Do not just plead guilty

    As a trial lawyer I have had the opportunity to see it all in the courtroom over the years.  Many times I have seen defendants just plead guilty during their arraignments.  In a 2011 report issued by the National Association of Criminal Defense Lawyers entitled Three Minute Justice: Haste and Waste in Florida’s Misdemeanor Courts, a number of problems in that state’s misdemeanor courts were outlined.  It was also found that many defendants simply pled guilty during their three minute  arraignments.  I and my fellow attorneys, especially here in Arizona have observed the same thing going on in the municipal courts.
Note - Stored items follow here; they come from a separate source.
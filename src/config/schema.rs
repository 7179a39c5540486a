//! Configuration schema definitions.
//!
//! This module defines the complete configuration structure for the service.
//! All types derive Serde traits for deserialization from config files.

use serde::{Deserialize, Serialize};

/// Root configuration for the route service.
#[derive(Debug, Clone, Deserialize, Serialize, Default)]
#[serde(default)]
pub struct AppConfig {
    /// HTTP listener settings.
    pub server: ServerConfig,

    /// Matching service settings.
    pub matching: MatchingConfig,

    /// Route layer styling and replacement policy.
    pub render: RenderConfig,

    /// Static map viewport, served to clients as-is.
    pub map: MapConfig,

    /// Observability settings.
    pub observability: ObservabilityConfig,
}

/// HTTP listener configuration.
#[derive(Debug, Clone, Deserialize, Serialize)]
#[serde(default)]
pub struct ServerConfig {
    /// Bind address (e.g., "0.0.0.0:8080").
    pub bind_address: String,

    /// Per-request timeout for the HTTP surface in seconds.
    pub request_timeout_secs: u64,
}

impl Default for ServerConfig {
    fn default() -> Self {
        Self {
            bind_address: "0.0.0.0:8080".to_string(),
            request_timeout_secs: 30,
        }
    }
}

/// Which match result is allowed to reach the renderer.
#[derive(Debug, Clone, Copy, PartialEq, Eq, Deserialize, Serialize, Default)]
#[serde(rename_all = "snake_case")]
pub enum ApplyPolicy {
    /// Every successful match is rendered; the last response to resolve wins.
    #[default]
    LastResolved,
    /// A match is rendered only if no newer draw event arrived meanwhile.
    LatestDrawn,
}

/// Matching service configuration.
#[derive(Debug, Clone, Deserialize, Serialize)]
#[serde(default)]
pub struct MatchingConfig {
    /// Service origin, e.g. "https://api.mapbox.com".
    pub base_url: String,

    /// Routing profile appended to `/matching/v5/`.
    pub profile: String,

    /// Access token sent as the `access_token` query parameter.
    pub access_token: String,

    /// Search radius in meters applied to every drawn point.
    pub search_radius_m: f64,

    /// Request turn-by-turn steps.
    pub steps: bool,

    /// Optional request timeout. Unset means the request may wait indefinitely.
    pub request_timeout_secs: Option<u64>,

    /// Policy for overlapping matches.
    pub apply_policy: ApplyPolicy,
}

impl Default for MatchingConfig {
    fn default() -> Self {
        Self {
            base_url: "https://api.mapbox.com".to_string(),
            profile: "mapbox/driving".to_string(),
            access_token: String::new(),
            search_radius_m: 25.0,
            steps: true,
            request_timeout_secs: None,
            apply_policy: ApplyPolicy::default(),
        }
    }
}

/// What the renderer does when a route is already shown.
#[derive(Debug, Clone, Copy, PartialEq, Eq, Deserialize, Serialize, Default)]
#[serde(rename_all = "snake_case")]
pub enum RenderPolicy {
    /// Remove the existing route and show nothing until the next render.
    #[default]
    Toggle,
    /// Remove the existing route and show the new geometry.
    Replace,
}

/// Route layer configuration.
#[derive(Debug, Clone, Deserialize, Serialize)]
#[serde(default)]
pub struct RenderConfig {
    pub policy: RenderPolicy,
    pub line_color: String,
    pub line_width: f64,
    pub line_opacity: f64,
}

impl Default for RenderConfig {
    fn default() -> Self {
        Self {
            policy: RenderPolicy::default(),
            line_color: "#03AA46".to_string(),
            line_width: 8.0,
            line_opacity: 0.8,
        }
    }
}

/// Initial map viewport.
#[derive(Debug, Clone, Deserialize, Serialize)]
#[serde(default)]
pub struct MapConfig {
    /// Style URL.
    pub style: String,

    /// `[lon, lat]`.
    pub center: [f64; 2],

    pub zoom: f64,
    pub min_zoom: f64,
    pub bearing: f64,
    pub pitch: f64,

    /// Custom attribution text shown in the compact attribution control.
    pub attribution: String,
}

impl Default for MapConfig {
    fn default() -> Self {
        Self {
            style: "mapbox://styles/mapbox/streets-v12".to_string(),
            center: [69.248387, 41.316971],
            zoom: 16.0,
            min_zoom: 16.0,
            bearing: -174.65,
            pitch: 74.08,
            attribution: "© Metashkent".to_string(),
        }
    }
}

/// Observability configuration.
#[derive(Debug, Clone, Deserialize, Serialize)]
#[serde(default)]
pub struct ObservabilityConfig {
    /// Log level (trace, debug, info, warn, error).
    pub log_level: String,

    /// Enable metrics endpoint.
    pub metrics_enabled: bool,

    /// Metrics endpoint bind address.
    pub metrics_address: String,
}

impl Default for ObservabilityConfig {
    fn default() -> Self {
        Self {
            log_level: "info".to_string(),
            metrics_enabled: false,
            metrics_address: "0.0.0.0:9090".to_string(),
        }
    }
}
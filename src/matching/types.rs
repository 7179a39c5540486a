//! Matching service response types and error definitions.

use serde::{Deserialize, Serialize};
use thiserror::Error;

use crate::geo::MatchedGeometry;

// Re-export MatchingConfig from config module to avoid duplication
pub use crate::config::schema::MatchingConfig;

/// Errors that can occur while matching a path.
///
/// Callers of [`crate::matching::RouteMatcher`] never see these; they are
/// logged and collapsed into "no geometry".
#[derive(Debug, Error)]
pub enum MatchError {
    /// Request could not be built or sent, or the body could not be read.
    #[error("transport error: {0}")]
    Transport(String),

    /// The service answered with something other than 200.
    #[error("matching service returned HTTP {status}")]
    Status { status: u16, body: String },

    /// The body was not a valid match response.
    #[error("invalid match response: {0}")]
    Decode(String),

    /// The response was well-formed but carried no candidate.
    #[error("no matchings returned (code: {code})")]
    NoMatchings { code: String },

    /// The configured base URL and path did not form a valid URL.
    #[error("invalid request URL: {0}")]
    InvalidUrl(String),
}

impl MatchError {
    /// Short label used for metrics.
    pub fn kind(&self) -> &'static str {
        match self {
            MatchError::Transport(_) => "transport",
            MatchError::Status { .. } => "status",
            MatchError::Decode(_) => "decode",
            MatchError::NoMatchings { .. } => "no_matchings",
            MatchError::InvalidUrl(_) => "invalid_url",
        }
    }
}

/// Result type for matching operations.
pub type MatchResult<T> = Result<T, MatchError>;

/// Top-level body of a map-matching response.
#[derive(Debug, Clone, Deserialize, Serialize)]
pub struct MatchResponse {
    /// Service status code, "Ok" on success.
    #[serde(default)]
    pub code: Option<String>,

    #[serde(default)]
    pub message: Option<String>,

    /// Candidates, best first.
    #[serde(default)]
    pub matchings: Vec<Matching>,
}

/// One candidate route.
#[derive(Debug, Clone, Deserialize, Serialize)]
pub struct Matching {
    pub geometry: MatchedGeometry,

    #[serde(default)]
    pub confidence: Option<f64>,

    #[serde(default)]
    pub distance: Option<f64>,

    #[serde(default)]
    pub duration: Option<f64>,

    #[serde(default)]
    pub legs: Vec<Leg>,
}

/// A leg between two waypoints. Only used for diagnostics.
#[derive(Debug, Clone, Deserialize, Serialize, Default)]
pub struct Leg {
    #[serde(default)]
    pub distance: f64,

    #[serde(default)]
    pub duration: f64,

    #[serde(default)]
    pub summary: String,

    #[serde(default)]
    pub steps: Vec<serde_json::Value>,
}

#[cfg(test)]
mod tests {
    use super::*;

    #[test]
    fn test_decode_full_response() {
        let body = r#"{
            "code": "Ok",
            "matchings": [{
                "confidence": 0.92,
                "distance": 311.4,
                "duration": 41.2,
                "geometry": {"type": "LineString", "coordinates": [[69.2401, 41.3102], [69.2598, 41.3297]]},
                "legs": [{"distance": 311.4, "duration": 41.2, "summary": "", "steps": [{}, {}]}]
            }],
            "tracepoints": []
        }"#;
        let resp: MatchResponse = serde_json::from_str(body).unwrap();
        assert_eq!(resp.matchings.len(), 1);
        assert_eq!(resp.matchings[0].legs[0].steps.len(), 2);
        assert_eq!(resp.matchings[0].geometry.coordinates().len(), 2);
    }

    #[test]
    fn test_decode_error_body_without_matchings() {
        let body = r#"{"code": "NoMatch", "message": "Could not match the trace."}"#;
        let resp: MatchResponse = serde_json::from_str(body).unwrap();
        assert!(resp.matchings.is_empty());
        assert_eq!(resp.code.as_deref(), Some("NoMatch"));
    }

    #[test]
    fn test_error_display() {
        let err = MatchError::Status {
            status: 404,
            body: String::new(),
        };
        assert_eq!(err.to_string(), "matching service returned HTTP 404");
        assert_eq!(err.kind(), "status");
    }
}
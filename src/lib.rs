//! Route capture and map-matching service library.

pub mod config;
pub mod drawing;
pub mod geo;
pub mod http;
pub mod lifecycle;
pub mod matching;
pub mod observability;
pub mod pipeline;
pub mod render;

pub use config::AppConfig;
pub use http::HttpServer;
pub use lifecycle::{RouteService, Shutdown};
pub use matching::{MapboxMatcher, RouteMatcher};
pub use pipeline::RouteCoordinator;
pub use render::RouteRenderer;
    The most common problems in misdemeanor courts appear to be that defendants do not receive court-appointed counsel.  Those defendants in a criminal case are then encouraged to plead guilty without the advice of counsel.  Here is the problem, many judges do not believe  counsel is needed in many cases.  Their dockets move quicker without court appointed lawyers.  A guilty plea at arraignment also reduces the number of court appearances that a defendant will make.  That in turn moves the docket along.  Here is the real travesty.  Many judges, prosecutors and unrepresented defendants believe that because it is “only a misdemeanor,” defendants do not need an attorney for sentences of time served, a fine payment or probation.

    Do not just plead guilty.  In the State of Arizona, misdemeanors carry a potential sentence of 6 months in jail and a $2,500 fine.  Even in those cases where a jail sentence is unlikely, a criminal conviction can harm a person’s ability to gain employment or attend certain schools.  Any misdemeanor conviction is a criminal conviction so please be careful before you just plead guilty.